Ciemność po grecku σκοτία.

Noc wedle Teogonii „czarna” (Νύκτα μέλαιναν w. 20) i „zgubna” (Νὺξ ὀλοή w. 224). Dodać można „mrocznej Nocy straszne domostwo” (Νυκτὸς δ᾽ ἐρεβεννῆς οἰκία δεινὰ w. 744). W Iliadzie 14, 261 nawet Zeus zbyt zalękniony, by „cokolwiek uczynić na przekór prędkiej Nocy” (Νυκτὶ θοῇ). Uzupełniam: θοός znaczy „szybki” jak również „ostry”. Tak objaśnia Plutarch w „O obliczu Księżyca” 6 i „O zamilknięciu wyroczni” 3, Noc jest „ostra” i chyba pasuje bardziej do lęku Zeusa.

Oczywiście wyobrażam sobie Noc inaczej
https://i0.wp.com/www.lovetravellingfamily.com/pl/wp-content/uploads/sites/8/2019/03/„Księżyc-nad-Warszawą”-Hanna-Łochocka-2.jpg

Tartar
„W samym tym słowie, Tartaros, czuje się dreszcz; jest to jak można mniemać pierwotny wyraz dźwiękonaśladowczy : tar-tar. (...) Jest to "otchłań wielka", chasma mega, powiada Hezjod (Teogonia, 740); słyszymy tu ten sam pierwiastek, który tak głucho dźwięczy w wyrazie Chaos, kiedy owa przepaść zapada się nam pod stopami. (…) Dziwowiskiem, teras (Teogonia, 744),jest ta kraina, strasznym nawet dla nieśmiertelnych bogów.”

Chaos może mieć też związek z χώρα „otwarta przestrzeń, miejsce”.

„Gdy czytamy nie tylko o strącaniu z nieba, lecz i o kastrowaniu, i o połykaniu, nieraz chciałoby się rzec, iż jest to jakiś dziwny bełkot. (...) tamten, w pradawnych kosmogoniach, bełkot najprawdopodobniej wskazuje na grozę świata (...) Jakby owa istota ludzka, która do mnie z otchłani czasu chce przemówić, była niemową, jakby oniemiała z przerażenia i tylko ręką wskazywała na dziwne, błyskawicami dobywane z mroku obrazy...”

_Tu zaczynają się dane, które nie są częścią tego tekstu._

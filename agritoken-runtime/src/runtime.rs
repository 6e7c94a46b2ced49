//! Platform runtime: farm registration and CRUD, tokenization, token
//! acquisition, payout simulation and valuation refresh.
//!
//! Concurrency model: every operation that touches a farm's stored state
//! runs inside that farm's lock scope; operations on different farms run in
//! parallel. Asset-ledger calls can block for seconds, so the scope is
//! released before the call and re-acquired for the commit. An in-flight
//! guard (tokenization) or a supply reservation (acquisition) keeps the
//! gap race-free. Nothing is committed locally until the external outcome
//! is known; an unknown outcome surfaces as `Indeterminate` and commits
//! nothing.

use crate::api::{AcquisitionRequest, InvestorSummary, PayoutRequest, PayoutResponse, PlatformStats};
use crate::asset_ledger::{AssetLedger, AssetSpec};
use crate::holdings_ledger::HoldingsLedger;
use agritoken_core::error::PlatformError;
use agritoken_core::farm::FarmRecord;
use agritoken_core::holding::Holding;
use agritoken_core::id::{AssetRef, FarmId};
use agritoken_core::locks::FarmLockRegistry;
use agritoken_core::normalize::{canonical_farm_key, normalize_farm, RawRecord};
use agritoken_core::payout::allocate;
use agritoken_storage::storage_traits::FarmStore;
use chrono::Utc;
use log::{error, info, warn};
use rust_decimal::Decimal;
use serde_json::Value;
use std::collections::{HashMap, HashSet};
use std::sync::{Arc, Mutex, MutexGuard};
use std::time::Duration;

/// Canonical fields an update request may not override; these are owned by
/// the platform's own flows.
const PROTECTED_UPDATE_FIELDS: &[&str] = &[
    "farmId",
    "assetRef",
    "tokensSold",
    "tokensAvailable",
    "createdAt",
    "tokenizedAt",
];

/// Per-call settings the runtime applies to asset-ledger calls.
#[derive(Debug, Clone)]
pub struct PlatformConfig {
    /// Upper bound on one asset-ledger round-trip
    pub ledger_timeout: Duration,
}

impl Default for PlatformConfig {
    fn default() -> Self {
        PlatformConfig {
            ledger_timeout: Duration::from_secs(30),
        }
    }
}

pub struct PlatformRuntime {
    farms: Arc<dyn FarmStore>,
    holdings: HoldingsLedger,
    assets: Arc<dyn AssetLedger>,
    locks: FarmLockRegistry,
    /// Farms whose asset creation is mid-flight on the chain
    in_flight: Mutex<HashSet<FarmId>>,
    /// Tokens promised to acquisitions awaiting their transfer result
    reserved: Mutex<HashMap<FarmId, u64>>,
    config: PlatformConfig,
}

fn lock_scope(scope: &Arc<Mutex<()>>) -> Result<MutexGuard<'_, ()>, PlatformError> {
    scope
        .lock()
        .map_err(|e| PlatformError::Other(format!("farm scope poisoned: {}", e)))
}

Jako przykład imion bogów: Posejdon.
„Jego imię (Poseidon, a w dialekcie doryckim Poteidan, wszędzie z akcentem na ostatniej sylabie),które spotykamy już na tabliczkach z pismem linearnym B, znalezionych w zamku w Pylos (z XIII wieku przed Chr.),wygląda przemożnie na greckie, chociaż nie jest łatwo wyjaśnić je. Pierwsza jego część nadaje się do dwóch interpretacji. Albo oznacza ona wodę (potamos, "rzeka"; posis, "napój"),albo "małżonka" (posis),czy raczej "pana", "władcę", jakim był niegdyś małżonek; żeński odpowiednik tego wyrazu, potnia, zachował znaczenie: "pani", "władczyni". Nie mniej zagadkowa jest część druga, don albo dan. Może nigdy nie będziemy wiedzieli na pewno, czy zawiera się w niej archaiczny (zanotowany przez Hesychiosa, gdzie indziej nie potwierdzony) wyraz de, da, mający być oboczną formą wyrazu ge, gaia, "ziemia", i obecny, być może, także w mianie Demeter, które znaczyłoby: "Ziemia-Matka". Jeśli mamy się go dopatrzyć w imieniu Poseidon, Poteidan (pojmując pierwszą część jako oznaczenie "małżonka"),treść tego miana mogłaby się łączyć z epitetami boga, które tak często spotykamy u Homera: Enosichthon albo Ennosigaios, "Ziemiotrzęsca", Gaieochos, "Ogarniający ziemię", może: "Władnący ziemią".”

Centaury zaś „Kentauroi, miano o niejasnej etymologii”.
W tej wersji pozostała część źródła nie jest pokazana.